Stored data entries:
#####

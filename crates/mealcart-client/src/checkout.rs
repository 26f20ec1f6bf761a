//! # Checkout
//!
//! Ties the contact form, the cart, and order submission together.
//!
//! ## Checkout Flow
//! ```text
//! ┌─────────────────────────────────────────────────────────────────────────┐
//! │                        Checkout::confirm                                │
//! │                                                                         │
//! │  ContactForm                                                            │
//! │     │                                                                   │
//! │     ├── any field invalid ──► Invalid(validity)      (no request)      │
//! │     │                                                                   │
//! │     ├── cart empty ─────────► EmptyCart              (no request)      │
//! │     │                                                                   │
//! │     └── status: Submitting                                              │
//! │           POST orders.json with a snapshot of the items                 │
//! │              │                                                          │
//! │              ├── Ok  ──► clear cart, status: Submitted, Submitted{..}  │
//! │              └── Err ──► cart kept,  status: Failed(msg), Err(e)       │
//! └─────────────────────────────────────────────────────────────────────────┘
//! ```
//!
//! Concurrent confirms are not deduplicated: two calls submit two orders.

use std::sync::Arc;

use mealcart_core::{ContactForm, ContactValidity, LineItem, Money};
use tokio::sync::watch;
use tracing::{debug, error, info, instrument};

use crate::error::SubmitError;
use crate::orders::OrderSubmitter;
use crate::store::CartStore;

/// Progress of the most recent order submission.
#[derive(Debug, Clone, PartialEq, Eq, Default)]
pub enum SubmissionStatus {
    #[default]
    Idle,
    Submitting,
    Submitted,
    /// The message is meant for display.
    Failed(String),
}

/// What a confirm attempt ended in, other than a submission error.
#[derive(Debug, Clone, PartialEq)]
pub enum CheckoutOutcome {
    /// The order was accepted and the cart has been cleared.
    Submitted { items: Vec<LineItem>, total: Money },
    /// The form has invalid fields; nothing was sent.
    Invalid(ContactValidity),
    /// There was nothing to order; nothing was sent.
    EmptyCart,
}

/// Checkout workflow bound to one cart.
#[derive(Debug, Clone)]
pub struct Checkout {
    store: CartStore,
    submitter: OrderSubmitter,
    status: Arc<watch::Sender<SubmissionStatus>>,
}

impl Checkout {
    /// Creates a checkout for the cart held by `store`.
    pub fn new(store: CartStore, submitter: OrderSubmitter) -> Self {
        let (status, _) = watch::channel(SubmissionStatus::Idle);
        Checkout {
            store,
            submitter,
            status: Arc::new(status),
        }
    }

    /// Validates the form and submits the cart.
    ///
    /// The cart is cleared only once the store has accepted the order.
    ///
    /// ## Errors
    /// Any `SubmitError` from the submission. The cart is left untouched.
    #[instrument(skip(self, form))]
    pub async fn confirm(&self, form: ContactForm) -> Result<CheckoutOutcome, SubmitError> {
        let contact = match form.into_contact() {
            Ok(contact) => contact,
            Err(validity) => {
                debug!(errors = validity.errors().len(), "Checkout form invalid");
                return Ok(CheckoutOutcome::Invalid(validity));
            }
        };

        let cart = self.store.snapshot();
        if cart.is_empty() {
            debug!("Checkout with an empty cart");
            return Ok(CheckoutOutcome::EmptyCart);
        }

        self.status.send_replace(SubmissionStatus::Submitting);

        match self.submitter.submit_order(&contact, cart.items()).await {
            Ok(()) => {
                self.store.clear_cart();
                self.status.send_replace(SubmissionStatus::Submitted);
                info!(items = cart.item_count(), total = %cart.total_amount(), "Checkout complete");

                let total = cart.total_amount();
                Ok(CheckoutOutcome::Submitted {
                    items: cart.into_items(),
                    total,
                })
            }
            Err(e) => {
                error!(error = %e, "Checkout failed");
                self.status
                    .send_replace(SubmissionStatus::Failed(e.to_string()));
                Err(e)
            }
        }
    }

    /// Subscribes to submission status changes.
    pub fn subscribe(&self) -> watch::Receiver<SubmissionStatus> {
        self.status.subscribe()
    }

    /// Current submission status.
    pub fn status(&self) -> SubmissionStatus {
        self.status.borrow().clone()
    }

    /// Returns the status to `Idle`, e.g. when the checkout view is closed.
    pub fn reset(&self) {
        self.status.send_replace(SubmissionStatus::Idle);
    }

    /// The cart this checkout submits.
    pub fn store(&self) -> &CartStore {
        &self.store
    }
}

#####

**TASK INSTRUCTIONS**
Using the data above, repeat exactly the lines that begin at the line with "pub enum SubmissionStatus" and end at the line with "#[derive(Debug, Clone, PartialEq)]", both ends included.

**THE COMPLETED TASK**
pub enum SubmissionStatus {
    #[default]
    Idle,
    Submitting,
    Submitted,
    /// The message is meant for display.
    Failed(String),
}

/// What a confirm attempt ended in, other than a submission error.
#[derive(Debug, Clone, PartialEq)]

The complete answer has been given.